Скованные намертво - Илья Рясной
Шрифт:
Интервал:
Закладка:
Как в тот первый раз, они в подвальчике пили хорошее вино. Маргарита что-то рассказывала. И опять у Аверина возникло ощущение, будто Маргарита хотела сказать что-то важное. Но что? Казалось, она ждала помощи.
— Маргарита, а не связать ли наши несчастные судьбы воедино? — вдруг брякнул Аверин.
— Это как расценивать?
— Как полуофициальное предложение.
— А почему полуофициальное?
— Чтобы потом без всякого зазрения совести отказаться.
— Ах ты змей, — она ударила его ладонью по колену под столом. — Вот твои манеры. Твое воспитание.
— Кстати, это уже второе мое предложение. Так как с ответом?
— Никак… Я не хочу думать об этом. Я живу этим вечером. Мне хорошо с тобой. Что тебе еще надо?
— Мне нужна ты.
— Ты мне тоже нужен. Но…
— Какие могут быть но?
— Многие… Ты знаешь, я купила машину.
— Какую?
— «Фиат».
— Дорого встало?
— Восемь тысяч баксов.
— Ничего себе. Откуда?
— Хорошо происходить из богатой фамилии.
— Подержанная?
— Не сильно. Но нужно кое-что подрегулировать.
— Давай, у меня приятель, мастер на все руки. Поставит тебе ее. Из металлолома тачки поднимает.
— Договорились.
Он проводил ее до дома. И остался до утра. Это был их миг, вырванный из тьмы будней, остров в океане пустых и страшных событий, потрясающих окружающий мир. Аверин подумал, что ему хотелось бы эмигрировать в этот уютный тихий мирок. Забыться в нем. Снять с себя ответственность за все. И знал, что это лишь мечты. Такой вечер — это подарок судьбы, но судьба не привыкла делать бесплатных подарков. И когда-то за него тоже придется заплатить. Аверин это чувствовал.
— Когда увидимся вновь? — спросил он, одеваясь утром и проводя рукой по небритому лицу. Это дело поправимое — на работе держит бритву на случаи, когда не удается заглянуть домой. Кабинет оперативника приспособлен для того, чтобы просуществовать в нем какое-то время в автономном режиме.
— Я на две недели уезжаю в отпуск. Взяла часть его.
— И куда ты собираешься?
— В круиз по Средиземноморью.
— Мне бы твои трудности.
— Слава, такие женщины, как я, просто обязаны ездить по круизам, строить глазки мужчинам.
— И носить бриллиантовые колье.
— Совершенно верно, товарищ опер.
— Век живи, век учись… Я украду тебе бриллиантовую диадему.
— Это уже интереснее.
— Из Алмазного фонда.
— А еще что?
— А еще вскрою банк.
— Нет, Слава, — неожиданно серьезно произнесла Маргарита. — Ничего ты не украдешь. И не ограбишь банк. Ты на это не способен. Это против чего-то главного в тебе.
— Это плохо?
— У всех времен свои герои.
— А я не герой нашего времени?
— Правильно… Но я все равно тебя люблю.
Она прижала его голову к себе. И вздохнула.
Напряжение росло. Помощник президента выступил по телевидению и назвал поведение парламента верхом аморальности. Парламентарии в долгу не остались.
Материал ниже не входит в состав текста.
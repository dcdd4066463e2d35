//! Wire protocol: JSON frames tagged by `event` with a `data` payload.
//!
//! Inbound frames decode into `ClientEvent` in one step; anything that does
//! not decode is answered with an `error` event to the origin only and
//! never mutates state. Outbound frames are `ServerEvent`.

use axum::extract::ws::Message;
use serde::{Deserialize, Serialize};
use tokio::sync::mpsc;

use crate::rooms::action::Action;
use crate::rooms::presence::RosterEntry;
use crate::rooms::ChatMessage;
use crate::state::AppState;
use crate::ws::relay::{self, SocketCtx};

#[derive(Debug, Deserialize)]
#[serde(rename_all = "camelCase")]
pub struct JoinRoomPayload {
    pub room_id: String,
    pub username: String,
    pub user_id: String,
}

#[derive(Debug, Deserialize)]
#[serde(rename_all = "camelCase")]
pub struct ActionPayload {
    pub room_id: String,
    pub action: Action,
}

#[derive(Debug, Deserialize)]
#[serde(rename_all = "camelCase")]
pub struct RoomPayload {
    pub room_id: String,
}

#[derive(Debug, Deserialize)]
#[serde(rename_all = "camelCase")]
pub struct SendMessagePayload {
    pub room_id: String,
    pub message: String,
}

#[derive(Debug, Deserialize)]
#[serde(rename_all = "camelCase")]
pub struct MediaTogglePayload {
    pub room_id: String,
    pub user_id: String,
    pub username: String,
    pub enabled: bool,
}

#[derive(Debug, Deserialize)]
#[serde(rename_all = "camelCase")]
pub struct ScreenSharePayload {
    pub room_id: String,
    pub user_id: String,
    pub username: String,
}

/// Every event a connection may send.
#[derive(Debug, Deserialize)]
#[serde(tag = "event", content = "data", rename_all = "kebab-case")]
pub enum ClientEvent {
    JoinRoom(JoinRoomPayload),
    Draw(ActionPayload),
    Erase(ActionPayload),
    Shape(ActionPayload),
    Brush(ActionPayload),
    ClearBoard(RoomPayload),
    SendMessage(SendMessagePayload),
    LeaveRoom(RoomPayload),
    VideoToggle(MediaTogglePayload),
    AudioToggle(MediaTogglePayload),
    ScreenShareStart(ScreenSharePayload),
    ScreenShareStop(ScreenSharePayload),
}

/// Every event the engine emits.
#[derive(Debug, Clone, Serialize)]
#[serde(tag = "event", content = "data", rename_all = "kebab-case")]
pub enum ServerEvent {
    /// Ordered action replay sent to a joining connection (possibly empty).
    WhiteboardState(Vec<Action>),
    /// Bounded chat replay sent to a joining connection (possibly empty).
    ChatHistory(Vec<ChatMessage>),
    #[serde(rename_all = "camelCase")]
    UserJoined {
        user_id: String,
        username: String,
        timestamp: chrono::DateTime<chrono::Utc>,
    },
    #[serde(rename_all = "camelCase")]
    UserLeft {
        user_id: String,
        username: String,
        timestamp: chrono::DateTime<chrono::Utc>,
    },
    /// Full roster, broadcast to every member on any roster change.
    UsersUpdated { users: Vec<RosterEntry> },
    Draw(Action),
    Erase(Action),
    Shape(Action),
    Brush(Action),
    ClearBoard,
    ReceiveMessage(ChatMessage),
    #[serde(rename_all = "camelCase")]
    UserVideoToggle {
        user_id: String,
        username: String,
        enabled: bool,
    },
    #[serde(rename_all = "camelCase")]
    UserAudioToggle {
        user_id: String,
        username: String,
        enabled: bool,
    },
    #[serde(rename_all = "camelCase")]
    UserScreenShare {
        user_id: String,
        username: String,
        recording_id: String,
    },
    #[serde(rename_all = "camelCase")]
    UserStoppedSharing { user_id: String, username: String },
    /// Sent to the originating connection only; never broadcast.
    Error { message: String },
}

/// Handle an incoming text (JSON) frame: decode the event and dispatch.
pub async fn handle_text_message(
    text: &str,
    tx: &mpsc::UnboundedSender<Message>,
    state: &AppState,
    connection_id: &str,
    ctx: &mut SocketCtx,
) {
    let event = match serde_json::from_str::<ClientEvent>(text) {
        Ok(event) => event,
        Err(e) => {
            tracing::warn!(
                connection_id = %connection_id,
                error = %e,
                "Failed to decode client event"
            );
            send_error(tx, "Invalid message format");
            return;
        }
    };

    dispatch_event(event, tx, state, connection_id, ctx).await;
}

/// Dispatch a decoded event to the appropriate relay handler.
async fn dispatch_event(
    event: ClientEvent,
    tx: &mpsc::UnboundedSender<Message>,
    state: &AppState,
    connection_id: &str,
    ctx: &mut SocketCtx,
) {
    match event {
        ClientEvent::JoinRoom(payload) => {
            relay::handle_join_room(state, tx, connection_id, ctx, payload).await;
        }
        ClientEvent::Draw(payload) => {
            relay::handle_action(state, tx, connection_id, ActionEventKind::Draw, payload).await;
        }
        ClientEvent::Erase(payload) => {
            relay::handle_action(state, tx, connection_id, ActionEventKind::Erase, payload).await;
        }
        ClientEvent::Shape(payload) => {
            relay::handle_action(state, tx, connection_id, ActionEventKind::Shape, payload).await;
        }
        ClientEvent::Brush(payload) => {
            relay::handle_action(state, tx, connection_id, ActionEventKind::Brush, payload).await;
        }
        ClientEvent::ClearBoard(payload) => {
            relay::handle_clear_board(state, tx, connection_id, ctx, payload).await;
        }
        ClientEvent::SendMessage(payload) => {
            relay::handle_send_message(state, tx, ctx, payload).await;
        }
        ClientEvent::LeaveRoom(_) => {
            relay::handle_disconnect(state, connection_id, ctx).await;
        }
        ClientEvent::VideoToggle(payload) => {
            relay::handle_media_toggle(state, tx, connection_id, MediaKind::Video, payload).await;
        }
        ClientEvent::AudioToggle(payload) => {
            relay::handle_media_toggle(state, tx, connection_id, MediaKind::Audio, payload).await;
        }
        ClientEvent::ScreenShareStart(payload) => {
            relay::handle_screen_share_start(state, tx, connection_id, payload).await;
        }
        ClientEvent::ScreenShareStop(payload) => {
            relay::handle_screen_share_stop(state, tx, connection_id, payload).await;
        }
    }
}

/// Which of the four log-appending drawing events arrived.
#[derive(Debug, Clone, Copy, PartialEq, Eq)]
pub enum ActionEventKind {
    Draw,
    Erase,
    Shape,
    Brush,
}

impl ActionEventKind {
    /// Wrap the received action in the matching broadcast event.
    pub fn broadcast(&self, action: Action) -> ServerEvent {
        match self {
            Self::Draw => ServerEvent::Draw(action),
            Self::Erase => ServerEvent::Erase(action),
            Self::Shape => ServerEvent::Shape(action),
            Self::Brush => ServerEvent::Brush(action),
        }
    }
}

#[derive(Debug, Clone, Copy, PartialEq, Eq)]
pub enum MediaKind {
    Video,
    Audio,
}

/// Encode and send a server event on one connection's channel.
pub fn send_event(tx: &mpsc::UnboundedSender<Message>, event: &ServerEvent) {
    match serde_json::to_string(event) {
        Ok(text) => {
            let _ = tx.send(Message::Text(text.into()));
        }
        Err(e) => {
            tracing::error!(error = %e, "Failed to encode server event");
        }
    }
}

/// Send an error event to the originating connection only.
pub fn send_error(tx: &mpsc::UnboundedSender<Message>, message: &str) {
    send_event(
        tx,
        &ServerEvent::Error {
            message: message.to_string(),
        },
    );
}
Егорыч заявился с тортом «Птичье молоко», который ему дали как дополнительный презент за отремонтированный «Ниссан». Клиент держал заводик по производству этих самых тортов. Аверин как раз пришел с работы и разогревал Пушинке рыбу.
— Ты смотри, наш всенародный ездил в Кантемировскую.
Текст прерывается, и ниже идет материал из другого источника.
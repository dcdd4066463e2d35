pub mod actor;
pub mod broadcast;
pub mod handler;
pub mod protocol;
pub mod relay;

use tokio::sync::mpsc;

/// Type alias for the sender half of a WebSocket connection's channel.
/// Other parts of the system can clone this to push messages to a specific client.
pub type ConnectionSender = mpsc::UnboundedSender<axum::extract::ws::Message>;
Знаешь зачем? — осведомился Егорыч.
— Понятия не имею. Наверное, крепить боеготовность.
— Ни фига. Он умасливает их. Слышал — деньги, квартиры, решение бытовых проблем наобещал. Ну?
— Что ну?
— Танки в городе. Это знакомо.
— Да брось ты.
— Подумай, голова твоя дубовая. Шарада для первоклассников.
— Брось ты, очернитель.
— Ну правильно, госбезопасности на меня нет.
— Нет.
— Так ведь ее ни на кого теперь нет. Вот цэрэушники и развлекаются.
— Отстань, — Аверин заварил чай «Пиквик» и пододвинул чашку Егорычу. — Пей чай.
— Ты знаешь, сколько грибов уродилось сейчас в лесах?
— Понятия не имею. Не люблю грибы.
— Грибов огромное множество. И по приметам это — к большой крови.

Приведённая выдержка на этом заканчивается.